*** INFORMATION SHOWN ***

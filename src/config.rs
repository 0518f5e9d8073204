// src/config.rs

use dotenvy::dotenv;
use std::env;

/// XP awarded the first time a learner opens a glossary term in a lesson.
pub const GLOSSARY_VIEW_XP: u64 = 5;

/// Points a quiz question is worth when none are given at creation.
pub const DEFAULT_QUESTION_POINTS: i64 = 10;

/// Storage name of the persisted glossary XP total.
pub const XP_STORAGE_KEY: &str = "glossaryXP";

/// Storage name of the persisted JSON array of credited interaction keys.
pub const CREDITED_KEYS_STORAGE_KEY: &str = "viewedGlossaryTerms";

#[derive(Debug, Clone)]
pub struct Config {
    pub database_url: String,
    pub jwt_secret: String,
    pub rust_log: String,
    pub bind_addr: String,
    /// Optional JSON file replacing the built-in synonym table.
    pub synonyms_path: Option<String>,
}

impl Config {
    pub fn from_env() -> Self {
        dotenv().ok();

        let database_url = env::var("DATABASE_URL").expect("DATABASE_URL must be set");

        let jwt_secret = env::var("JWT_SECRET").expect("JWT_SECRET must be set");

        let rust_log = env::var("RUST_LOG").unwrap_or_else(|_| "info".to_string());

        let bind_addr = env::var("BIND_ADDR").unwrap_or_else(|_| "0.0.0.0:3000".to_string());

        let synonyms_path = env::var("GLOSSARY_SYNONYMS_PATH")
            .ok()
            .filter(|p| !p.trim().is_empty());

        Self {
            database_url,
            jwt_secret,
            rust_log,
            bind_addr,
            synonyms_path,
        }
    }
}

*** End of INFORMATION SHOWN ***

ABOUT THIS EXERCISE:
Where a line of the data contains "expect", include it in the tally, and answer with the tally alone.

ANSWER SPACE:
2